I know that no age is exactly amenable to submission, but “free range Christianity” has especially been exacerbated during this season. We don’t like the word “obey.” Right now, someone reading this is wincing — maybe even already gotten angry — about the idea of obeying pastors/elders. But this is a direct command from Scripture:

“Obey your leaders and submit to them, for they are keeping watch over your souls, as those who will have to give an account. Let them do this with joy and not with groaning, for that would be of no advantage to you.” — Hebrews 13:17

Are there exceptions to this? Yes, absolutely. We aren’t to submit to abuse or other kinds of sin. For instance, if your pastor is preaching heresy, that’s a good reason to leave. May I caution you that making a decision in relation to the coronavirus — to gather, not to gather, to obey the authorities, to not obey the authorities, etc. — may not rise to the same level of violation? Your pastor isn’t necessarily in sin simply because they made a decision you wouldn’t have made or one that you don’t like. Even the call to submit presupposes disagreement. If you agree, it’s not submission — it’s agreement. Weigh your disappointments carefully. Not all rise to the level of requiring your breaking a covenant commitment.

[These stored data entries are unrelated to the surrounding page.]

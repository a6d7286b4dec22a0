/// Errors raised by the synthesis core and the audio backend.
#[derive(Debug, thiserror::Error)]
pub enum Error {
	#[error("config load/parse error: {0}")]
	Config(#[from] config::ConfigError),

	#[error("invalid configuration: {0}")]
	InvalidConfig(String),

	#[error("waveform width {width} is narrower than the minimum window width {min_width}")]
	WaveformTooNarrow { width: usize, min_width: usize },

	#[error("selection [{start}, {end}) is not valid for width {width} and minimum width {min_width}")]
	InvalidSelection { start: usize, end: usize, width: usize, min_width: usize },

	#[error("unsupported output sample format {0:?}")]
	UnsupportedSampleFormat(cpal::SampleFormat),

	#[error(transparent)]
	DefaultStreamConfig(#[from] cpal::DefaultStreamConfigError),

	#[error(transparent)]
	BuildStream(#[from] cpal::BuildStreamError),

	#[error(transparent)]
	PlayStream(#[from] cpal::PlayStreamError),

	#[error("resampling failed: {0}")]
	Resample(String),

	#[error("audio stream closed")]
	StreamClosed,
}
use std::path::PathBuf;

use anyhow::Result;
use clap::Parser;
use eframe::egui;
use tracing_subscriber::EnvFilter;


mod config;
mod coordinator;
mod error;
mod output;
mod playback;
mod preset;
mod render;
mod selection;
mod session;
mod view;
mod waveform;

use config::SynthConfig;
use coordinator::Coordinator;
use playback::PlaybackState;
use preset::Preset;
use selection::{MoveDirection, ResizeDirection};
use session::Command;


#[derive(Parser)]
#[clap(version, about = "Draw a waveform and listen to it.")]
struct Cli {
	/// Path to a YAML config file.
	#[arg(short, long)]
	config: Option<PathBuf>,
}


#[tokio::main]
async fn main() -> Result<()> {
	tracing_subscriber::fmt()
		.with_env_filter(EnvFilter::try_from_default_env().unwrap_or_else(|_| EnvFilter::new("info")))
		.init();

	let cli = Cli::parse();
	let config = SynthConfig::load(cli.config.as_deref())?;

	let coordinator = Coordinator::start(config.clone())?;

	let options = eframe::NativeOptions {
		initial_window_size: Some(egui::vec2(config.canvas.width as f32 + 20.0, config.canvas.height as f32 + 60.0)),
		.. Default::default()
	};

	eframe::run_native("Wavedraw", options, Box::new(move |_cc| {
		Box::new(AppRoot {
			coordinator,
			config,
			looping: false,
		})
	}));

	Ok(())
}



struct AppRoot {
	coordinator: Coordinator,
	config: SynthConfig,

	looping: bool,
}

impl eframe::App for AppRoot {
	fn update(&mut self, ctx: &egui::Context, _frame: &mut eframe::Frame) {
		let mut commands = Vec::new();
		self.collect_key_commands(ctx, &mut commands);

		let display_state = self.coordinator.display_state().clone();
		self.looping = display_state.looping;

		egui::CentralPanel::default().show(ctx, |ui| {
			ui.horizontal(|ui| {
				if ui.button("Sine").clicked() {
					commands.push(Command::Reset(Preset::Sine));
				}

				if ui.button("Noise").clicked() {
					commands.push(Command::Reset(Preset::Noise));
				}

				if ui.button("Flat").clicked() {
					commands.push(Command::Reset(Preset::Flat));
				}

				if ui.button("Help").clicked() {
					commands.push(Command::ToggleHelp);
				}

				ui.separator();

				if display_state.audio_available {
					if display_state.playback == PlaybackState::Closed {
						if ui.button("Open audio").clicked() {
							commands.push(Command::OpenAudio);
						}
					} else if ui.button("Beep").clicked() {
						commands.push(Command::Trigger);
					}

					if ui.checkbox(&mut self.looping, "Loop").changed() {
						commands.push(Command::SetLooping(self.looping));
					}

					ui.label(match display_state.playback {
						PlaybackState::Closed => "audio closed",
						PlaybackState::Idle => "idle",
						PlaybackState::Playing => "playing",
					});
				} else {
					ui.label("no audio output");
				}
			});

			ui.add(view::WaveformCanvas {
				waveform: &display_state.waveform,
				window: display_state.window,
				canvas_size: (self.config.canvas.width, self.config.canvas.height),
				help_visible: display_state.help_visible,
				commands: &mut commands,
			});
		});

		for command in commands {
			self.coordinator.send(command);
		}

		ctx.request_repaint();
	}
}

impl AppRoot {
	fn collect_key_commands(&self, ctx: &egui::Context, commands: &mut Vec<Command>) {
		let input = ctx.input();

		let speed = if input.modifiers.shift {
			self.config.window.fast_step
		} else {
			self.config.window.step
		};

		if input.key_pressed(egui::Key::ArrowLeft) {
			commands.push(Command::MoveWindow { direction: MoveDirection::Left, speed });
		}

		if input.key_pressed(egui::Key::ArrowRight) {
			commands.push(Command::MoveWindow { direction: MoveDirection::Right, speed });
		}

		if input.key_pressed(egui::Key::ArrowUp) {
			commands.push(Command::ResizeWindow { direction: ResizeDirection::Widen, speed });
		}

		if input.key_pressed(egui::Key::ArrowDown) {
			commands.push(Command::ResizeWindow { direction: ResizeDirection::Narrow, speed });
		}

		if input.key_pressed(egui::Key::Space) {
			commands.push(Command::Trigger);
		}

		if input.key_pressed(egui::Key::H) {
			commands.push(Command::ToggleHelp);
		}
	}
}
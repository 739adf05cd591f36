//! Runtime configuration read from `BLOCKFALL_*` environment variables.
//!
//! Every variable is optional. Values that fail to parse fall back to the
//! default for that field; the assembled game config is then validated.

use std::time::{SystemTime, UNIX_EPOCH};

use anyhow::{anyhow, Result};

use crate::types::{GameConfig, Randomizer, FRAME_MS};

/// Settings for one run of the terminal game.
#[derive(Debug, Clone, PartialEq, Eq)]
pub struct AppConfig {
    pub game: GameConfig,
    /// Wall-clock length of one frame
    pub frame_ms: u32,
    /// Log file; logging is off when unset
    pub log_path: Option<String>,
}

impl Default for AppConfig {
    fn default() -> Self {
        Self {
            game: GameConfig::default(),
            frame_ms: FRAME_MS,
            log_path: None,
        }
    }
}

impl AppConfig {
    /// Create from the process environment.
    pub fn from_env() -> Result<Self> {
        Self::from_lookup(|key| std::env::var(key).ok())
    }

    /// Create from an arbitrary key lookup.
    pub fn from_lookup(lookup: impl Fn(&str) -> Option<String>) -> Result<Self> {
        let defaults = GameConfig::default();
        let parsed = |key: &str| lookup(key).and_then(|s| s.trim().parse::<u32>().ok());
        let side = |key: &str| lookup(key).and_then(|s| s.trim().parse::<u16>().ok());

        let game = GameConfig {
            cols: side("BLOCKFALL_COLS").unwrap_or(defaults.cols),
            rows: side("BLOCKFALL_ROWS").unwrap_or(defaults.rows),
            gravity_ms: parsed("BLOCKFALL_GRAVITY_MS").unwrap_or(defaults.gravity_ms),
            soft_drop_multiplier: parsed("BLOCKFALL_SOFT_DROP_MULTIPLIER")
                .unwrap_or(defaults.soft_drop_multiplier),
            randomizer: lookup("BLOCKFALL_RANDOMIZER")
                .and_then(|s| Randomizer::from_str(s.trim()))
                .unwrap_or_default(),
            seed: parsed("BLOCKFALL_SEED").unwrap_or_else(clock_seed),
        };
        game.validate().map_err(|e| anyhow!("invalid game config: {e}"))?;

        let frame_ms = parsed("BLOCKFALL_FRAME_MS")
            .filter(|&ms| ms > 0)
            .unwrap_or(FRAME_MS);

        let log_path = lookup("BLOCKFALL_LOG_PATH")
            .map(|s| s.trim().to_string())
            .filter(|s| !s.is_empty());

        Ok(Self {
            game,
            frame_ms,
            log_path,
        })
    }
}

/// Seed taken from the wall clock, so unseeded runs differ.
fn clock_seed() -> u32 {
    SystemTime::now()
        .duration_since(UNIX_EPOCH)
        .map(|d| d.subsec_nanos() ^ d.as_secs() as u32)
        .unwrap_or(1)
}
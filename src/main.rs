//! Terminal blockfall runner (default binary).
//!
//! Single-threaded loop: render, poll input until the frame deadline, apply
//! commands, then advance the game clock by the frame's elapsed time.

use std::time::Instant;

use anyhow::Result;
use log::{error, info};

use blockfall::config::AppConfig;
use blockfall::core::{GameSnapshot, GameState};
use blockfall::input::poll_input;
use blockfall::logger;
use blockfall::pacing::FramePacer;
use blockfall::term::{FrameBuffer, GameView, TerminalRenderer, Viewport};

fn main() -> Result<()> {
    let config = AppConfig::from_env()?;
    if let Some(path) = &config.log_path {
        logger::init(path)?;
    }
    info!("starting with {:?}", config);

    let mut term = TerminalRenderer::new();
    term.enter()?;

    let result = run(&mut term, &config);

    // Always try to restore terminal state.
    let _ = term.exit();
    if let Err(e) = &result {
        error!("exiting with error: {e:#}");
    }
    result
}

fn run(term: &mut TerminalRenderer, config: &AppConfig) -> Result<()> {
    let mut game = GameState::new(config.game);
    game.start();

    let view = GameView::default();
    let mut snap = GameSnapshot::default();
    let mut fb = FrameBuffer::new(0, 0);
    let mut pacer = FramePacer::new(config.frame_ms, Instant::now());

    loop {
        let (w, h) = crossterm::terminal::size().unwrap_or((80, 24));
        game.snapshot_into(&mut snap);
        view.render_into(&snap, Viewport::new(w, h), &mut fb);
        term.draw_swap(&mut fb)?;

        let batch = poll_input(pacer.time_until_deadline(Instant::now()))?;
        if batch.resized {
            term.invalidate();
        }
        for &command in &batch.commands {
            game.apply_command(command);
        }
        if game.quit_requested() {
            info!("quit after {} lines", game.lines());
            return Ok(());
        }
        if batch.restart {
            game.reset();
        }

        if let Some(elapsed_ms) = pacer.frame_elapsed(Instant::now()) {
            game.tick(elapsed_ms)?;
            if let Some(event) = game.take_last_event() {
                if event.lines_cleared > 0 {
                    info!("{:?} cleared {} line(s)", event.kind, event.lines_cleared);
                }
            }
        }
    }
}
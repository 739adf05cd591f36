//! Non-blocking event draining.
//!
//! Waits at most until the frame deadline for the first event, then takes
//! everything else already queued without waiting.

use std::time::Duration;

use anyhow::Result;
use arrayvec::ArrayVec;
use crossterm::event::{self, Event, KeyEvent};

use crate::map::{handle_key_event, should_restart};
use crate::types::Command;

/// Commands kept per frame; anything beyond is dropped
pub const MAX_COMMANDS_PER_FRAME: usize = 16;

/// Everything the terminal reported during one poll.
#[derive(Debug, Clone, Default, PartialEq, Eq)]
pub struct InputBatch {
    pub commands: ArrayVec<Command, MAX_COMMANDS_PER_FRAME>,
    pub restart: bool,
    pub resized: bool,
}

impl InputBatch {
    /// Fold one key event into the batch
    pub fn push_key(&mut self, key: KeyEvent) {
        if should_restart(key) {
            self.restart = true;
        } else if let Some(command) = handle_key_event(key) {
            // Quit must survive a full buffer.
            if command == Command::Quit && self.commands.is_full() {
                self.commands.pop();
            }
            let _ = self.commands.try_push(command);
        }
    }

    pub fn quit(&self) -> bool {
        self.commands.contains(&Command::Quit)
    }

    pub fn is_empty(&self) -> bool {
        self.commands.is_empty() && !self.restart && !self.resized
    }
}

/// Collect pending terminal events, waiting no longer than `timeout`.
pub fn poll_input(timeout: Duration) -> Result<InputBatch> {
    let mut batch = InputBatch::default();
    let mut wait = timeout;

    while event::poll(wait)? {
        match event::read()? {
            Event::Key(key) => batch.push_key(key),
            Event::Resize(_, _) => batch.resized = true,
            _ => {}
        }
        wait = Duration::ZERO;
    }

    Ok(batch)
}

It’s possible your pastors are jerks or idiots. It’s more possible they are just human beings, imperfect but growing, who are simply trying to make the best decisions they know how to make with the information available to them. They are frequently caught in the dilemma of not being able to make everybody happy at the same time, which really isn’t their job anyway. As sheep in their flocks, we have the opportunity to work toward our shepherds’ joy . . . or toward their groaning. These days, let’s redouble our efforts to serve the former.

3. When you join a church, you commit to focus on serving others rather than on their serving you.

Our preferences are important, but they are not sacred. They are not laws. Disappointing us is not a sin. Too many Christians join a church with a kind of relational legalism in play — I’ll attend, I’ll give, I’ll participate so long as you never challenge me, correct me, or disappoint me. In such cases, the object of worship is not the God who calls us through self-denial to sacrificial love of each other, but is actually ourselves. Don’t deify your preferences. Don’t idolize your comfort.

Maybe you can’t experience church exactly the way you want to right now. But what if the experience of church isn’t supposed to be all about you? What if it’s more about glorifying God through loving others, even denying yourself, taking up your cross, and following Jesus into service of others for His sake?

When the mature Christian can’t exactly be with the church he loves, he commits to loving that church anyway. He loves her such as she is. That’s how God has loved us, after all.